The book continues with:
2.1.2 Statistics, $\sigma$-fields and $\lambda$-fields A set of observations $X$ together with a distribution function $F(x)$ generates a probability space $(\mathcal{X},\mathcal{A},P)$ as follows: $\mathcal{X}$ is the space of all possible values $x=(x_{1},\dots,x_{N})$ of $X$, i.e. it is an N-dimensional Euclidean space; $\mathcal{A}$ is the $\sigma$-field of Borel subsets of $\mathcal{X}$, i.e. the smallest $\sigma$-field containing all events appearing on the right side of $(1)$; finally, $P(\cdot)$ is the probability measure uniquely determined by $(1)$. The set of observations may be considered as an identity map $X(x)=x,\,x\in\mathcal{X}$.

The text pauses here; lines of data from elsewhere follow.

//! Execution engine for prime filter passes.
//!
//! ## Purpose
//!
//! This module runs one filter pass over a candidate sequence. It owns the
//! sequential pass and the hook through which extension crates substitute
//! their own (parallel) pass.
//!
//! ## Design notes
//!
//! * A pass is a plain function pointer so extensions can inject it without
//!   the core crate knowing about threads.
//! * The predicate is part of the configuration and defaults to `is_prime`.
//! * Generic over primitive integer types.
//!
//! ## Invariants
//!
//! * The sequential pass preserves input order.
//! * Candidates are only ever borrowed immutably.
//! * A pass either returns every prime in the input or does not return.
//!
//! ## Non-goals
//!
//! * This module does not validate configuration (handled by `validator`).
//! * This module does not create threads (handled by extension crates).
//! * This module does not format results.

// Feature-gated imports
#[cfg(not(feature = "std"))]
use alloc::vec::Vec;
#[cfg(feature = "std")]
use std::vec::Vec;

// External dependencies
use log::{debug, trace};
use num_traits::PrimInt;

// Internal dependencies
use crate::algorithms::primality::is_prime;
use crate::engine::output::Strategy;
use crate::primitives::collector::Collector;
use crate::primitives::errors::PrimesError;

// ============================================================================
// Type Definitions
// ============================================================================

/// Signature for the per-candidate predicate.
pub type PredicateFn<T> = fn(T) -> bool;

/// Signature for custom filter pass function
#[doc(hidden)]
pub type FilterPassFn<T> = fn(
    &[T],             // candidates
    &PrimesConfig<T>, // full configuration
) -> Result<FilterOutput<T>, PrimesError>;

/// Output from one filter pass.
#[derive(Debug, Clone, PartialEq, Eq)]
pub struct FilterOutput<T> {
    /// Candidates that satisfied the predicate.
    pub primes: Vec<T>,

    /// Whether `primes` follows input order.
    pub ordered: bool,

    /// Strategy that produced the output.
    pub strategy: Strategy,

    /// Number of worker threads that served the pass.
    pub workers: usize,
}

// ============================================================================
// Configuration
// ============================================================================

/// Configuration for one filter pass.
#[derive(Debug, Clone)]
pub struct PrimesConfig<T> {
    /// Candidates per work unit. `None` lets the pass choose.
    pub chunk_size: Option<usize>,

    /// Worker thread count. `None` uses the shared pool.
    pub threads: Option<usize>,

    /// Concurrent container used by parallel passes.
    pub collector: Collector,

    /// Per-candidate predicate.
    pub predicate: PredicateFn<T>,

    // ++++++++++++++++++++++++++++++++++++++
    // +               DEV                  +
    // ++++++++++++++++++++++++++++++++++++++
    /// Custom filter pass function (enables parallel execution).
    #[doc(hidden)]
    pub custom_filter_pass: Option<FilterPassFn<T>>,

    /// Parallel execution hint.
    #[doc(hidden)]
    pub parallel: bool,
}

impl<T: PrimInt> Default for PrimesConfig<T> {
    fn default() -> Self {
        Self {
            chunk_size: None,
            threads: None,
            collector: Collector::default(),
            predicate: is_prime::<T>,
            custom_filter_pass: None,
            parallel: false,
        }
    }
}

// ============================================================================
// Executor
// ============================================================================

/// Unified executor for filter passes.
pub struct PrimesExecutor;

impl PrimesExecutor {
    /// Run one pass over `candidates` using `config`.
    pub fn run_with_config<T: PrimInt>(
        candidates: &[T],
        config: &PrimesConfig<T>,
    ) -> Result<FilterOutput<T>, PrimesError> {
        match config.custom_filter_pass {
            Some(pass) if config.parallel => {
                debug!("running custom pass over {} candidates", candidates.len());
                pass(candidates, config)
            }
            _ => {
                debug!("running sequential pass over {} candidates", candidates.len());
                Ok(FilterOutput {
                    primes: filter_pass_sequential(candidates, config.predicate),
                    ordered: true,
                    strategy: Strategy::Sequential,
                    workers: 1,
                })
            }
        }
    }
}

/// Filter `candidates` on the calling thread, preserving input order.
pub fn filter_pass_sequential<T: Copy>(candidates: &[T], predicate: PredicateFn<T>) -> Vec<T> {
    let primes: Vec<T> = candidates
        .iter()
        .copied()
        .filter(|&n| predicate(n))
        .collect();
    trace!(
        "sequential pass kept {} of {} candidates",
        primes.len(),
        candidates.len()
    );
    primes
}
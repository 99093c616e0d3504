//! High-level API for prime filtering with parallel execution support.
//!
//! ## Purpose
//!
//! This module provides the primary user-facing entry point for parallel
//! prime filtering. It extends the `primes` API with an adapter that uses
//! all available CPU cores.
//!
//! ## Design notes
//!
//! * **Fluent Integration**: Re-uses the base `primes` builder pattern.
//! * **Parallel-First**: The `Batch` adapter defaults to parallel execution.
//! * **Feature-Gated**: Parallelism is configurable via the `cpu` feature.
//!
//! ### Configuration Flow
//!
//! 1. Create a [`PrimesBuilder`] via `Primes::new()`.
//! 2. Chain configuration methods (`.threads()`, `.collector()`, etc.).
//! 3. Select an adapter via `.adapter(Batch)` to get a parallel execution builder.

// Internal dependencies
use crate::adapters::batch::ParallelBatchPrimesBuilder;

// External dependencies
use num_traits::PrimInt;

// Import base marker types for delegation
use primes::internals::api::Batch as BaseBatch;

// Publicly re-exported types
pub use primes::internals::api::{
    candidates, is_prime, Collector, PrimeResult, PrimesAdapter, PrimesBuilder, PrimesError,
    Strategy,
};

// ============================================================================
// Adapter Module
// ============================================================================

/// Adapter selection namespace.
#[allow(non_snake_case)]
pub mod Adapter {
    pub use super::Batch;
}

// ============================================================================
// Adapter Marker Types
// ============================================================================

/// Marker for parallel in-memory batch processing.
#[derive(Debug, Clone, Copy)]
pub struct Batch;

impl<T: PrimInt> PrimesAdapter<T> for Batch {
    type Output = ParallelBatchPrimesBuilder<T>;

    fn convert(builder: PrimesBuilder<T>) -> Self::Output {
        // Determine parallel mode: user choice OR default to true for fastPrimes Batch
        let parallel = builder.parallel.unwrap_or(true);

        // Delegate to base implementation to create base builder
        let mut base = <BaseBatch as PrimesAdapter<T>>::convert(builder);
        base = base.parallel(parallel);

        // Wrap with extension fields
        ParallelBatchPrimesBuilder { base }
    }
}
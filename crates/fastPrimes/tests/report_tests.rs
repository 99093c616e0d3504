//! Tests for strategy reports and timing.

use fastPrimes::prelude::*;
use fastPrimes::report::{timed, Preview, StrategyReport};
use std::time::Duration;

fn result(limit: u32, parallel: bool) -> PrimeResult<u32> {
    let c = candidates(limit).unwrap();
    Primes::new()
        .adapter(Batch)
        .parallel(parallel)
        .build()
        .unwrap()
        .filter(&c)
        .unwrap()
}

/// Test the sequential report layout.
#[test]
fn test_sequential_report() {
    let res = result(1_000, false);
    let report = StrategyReport::new(
        "Sequential filter",
        &res,
        Duration::from_millis(42),
        Preview::Head(20),
    );

    let text = report.to_string();
    let mut lines = text.lines();

    assert_eq!(
        lines.next(),
        Some("Sequential filter | Total prime numbers : 168 | Time Taken : 42 ms.")
    );
    assert_eq!(
        lines.next(),
        Some("2 3 5 7 11 13 17 19 23 29 31 37 41 43 47 53 59 61 67 71")
    );
    assert_eq!(lines.next(), None);
}

/// Test the parallel report shows sorted primes below the bound.
#[test]
fn test_parallel_report() {
    let res = result(1_000, true);
    let report = StrategyReport::new(
        "Parallel filter",
        &res,
        Duration::from_micros(1_999),
        Preview::SortedBelow(80),
    );

    let text = report.to_string();
    let mut lines = text.lines();

    assert_eq!(
        lines.next(),
        Some("Parallel filter   | Total prime numbers : 168 | Time Taken : 1 ms.")
    );
    assert_eq!(
        lines.next(),
        Some("2 3 5 7 11 13 17 19 23 29 31 37 41 43 47 53 59 61 67 71 73 79")
    );
}

/// Test an empty result renders an empty sample line.
#[test]
fn test_empty_report() {
    let res = result(1, true);
    let report = StrategyReport::new("Parallel filter", &res, Duration::ZERO, Preview::SortedBelow(80));

    assert!(report.sample().is_empty());
    assert_eq!(
        report.to_string(),
        "Parallel filter   | Total prime numbers : 0 | Time Taken : 0 ms.\n"
    );
}

/// Test timing returns the closure's output.
#[test]
fn test_timed() {
    let (value, elapsed) = timed(|| {
        std::thread::sleep(Duration::from_millis(5));
        7
    });

    assert_eq!(value, 7);
    assert!(elapsed >= Duration::from_millis(5));
}
//! # primes: Trial-Division Prime Filtering for Rust
//!
//! Finds every prime in a candidate sequence with a pluggable execution pass.
//! This crate ships the order-preserving sequential pass; the `fastPrimes`
//! crate injects a parallel fan-out/collect pass through the same API.
//!
//! ## Quick Start
//!
//! ### Typical Use
//!
//! ```rust
//! use primes::prelude::*;
//!
//! // Candidates 2..=81
//! let candidates = candidates(80u32)?;
//!
//! let model = Primes::new().adapter(Batch).build()?;
//! let result = model.filter(&candidates)?;
//!
//! assert_eq!(result.count(), 22);
//! assert_eq!(result.head(5), &[2, 3, 5, 7, 11]);
//! println!("{}", result);
//! # Result::<(), PrimesError>::Ok(())
//! ```
//!
//! ```text
//! Summary:
//!   Strategy:   Sequential
//!   Candidates: 80
//!   Primes:     22
//!   Workers:    1
//!
//! Primes:
//!            2
//!            3
//!          ...
//! ```
//!
//! ### Primality Test
//!
//! The tester is a total function over every primitive integer type:
//!
//! ```rust
//! use primes::prelude::*;
//!
//! assert!(is_prime(97u64));
//! assert!(!is_prime(-7i32));
//! assert!(!is_prime(u8::MAX));
//! ```
//!
//! ### Result and Error Handling
//!
//! `build` and `filter` return `Result<_, PrimesError>`:
//!
//! ```rust
//! use primes::prelude::*;
//!
//! match Primes::<u32>::new().chunk_size(0).adapter(Batch).build() {
//!     Ok(_) => unreachable!(),
//!     Err(e) => assert_eq!(e, PrimesError::InvalidChunkSize(0)),
//! }
//! ```
//!
//! ## no_std Support
//!
//! Disable default features to build against `core` + `alloc` only. Logging
//! goes through the `log` facade in both modes.
//!
//! ## License
//!
//! See the repository for license information and contribution guidelines.

#![cfg_attr(not(feature = "std"), no_std)]

#[cfg(not(feature = "std"))]
extern crate alloc;

// Layer 1: Primitives - data structures and basic utilities.
mod primitives;

// Layer 2: Algorithms - the primality test.
mod algorithms;

// Layer 3: Engine - orchestration and execution control.
mod engine;

// Layer 4: Adapters - execution mode adapters.
mod adapters;

// High-level fluent API for prime filtering.
mod api;

// Standard primes prelude.
pub mod prelude {
    pub use crate::api::{
        candidates, is_prime, Adapter::Batch, Collector::LockFree, Collector::Locked,
        PrimeResult, PrimesBuilder as Primes, PrimesError, Strategy,
    };
}

// Internal modules for extension crates and testing.
//
// Extension crates reach the engine hooks through this module.
#[doc(hidden)]
pub mod internals {
    pub mod primitives {
        pub use crate::primitives::*;
    }
    pub mod algorithms {
        pub use crate::algorithms::*;
    }
    pub mod engine {
        pub use crate::engine::*;
    }
    pub mod adapters {
        pub use crate::adapters::*;
    }
    pub mod api {
        pub use crate::api::*;
    }
}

[...] As a rule, the probability distribution $P(\cdot)$ will be determined by a density $p$, $$P(A)=\int_{A}p(x)\text{d}x\tag{$A\in\mathcal{A}$}$$
This is where I do not fully understand what they mean. They consider $X$ as being defined as follows: $$X:(\mathcal{X},\mathcal{A},P)\to(\mathcal{X},\mathcal{A},P):x\mapsto X(x)=x$$
And then, while usually $P(X\in A)$ was a notation for $P(X^{-1}(A))$, we have now $P(X^{-1}(A))=P(A)$ since $X$ is the identity. But what motivates such a framework? I mean, why would someone consider $X$ as an identity map. I must admit that I am more used to statistics viewed from a probabilistic point of view (actually, it does not make sense to me to speak about "probalistic point of view" and "statistical point of view"). What does motivate someone to consider the "observation set" (whose components are usually considered as a random variables, as far as I know) as an identity map? Why would we need to consider it that way? Why can't we stay in a general "probabilistic point of view" with $X_{i}$ being general random variables?
I understand it can be a very basic question, but I am quite confused with such a choice in the framework.
That's about representation of probability spaces. The original definition is: for random experiment we need to have some sample probability space, and observations are measurable maps from that space to the range space. These maps induce the joint probability measure. Now, usually you know what is the range space, and what is the joint distribution, so 2.1.2 says how to build sample probability space out of it: just take this space itself (of course, there are some other ways to do that, but this one always works). Since random experiment also requires observation maps, you need to define them as well: such that they push joint distribution to joint distribution. The identity map for sure would work in this case. This construction often appears in other areas of probability, such as theory of stochastic processes, and is often called canonical probability space for process etc.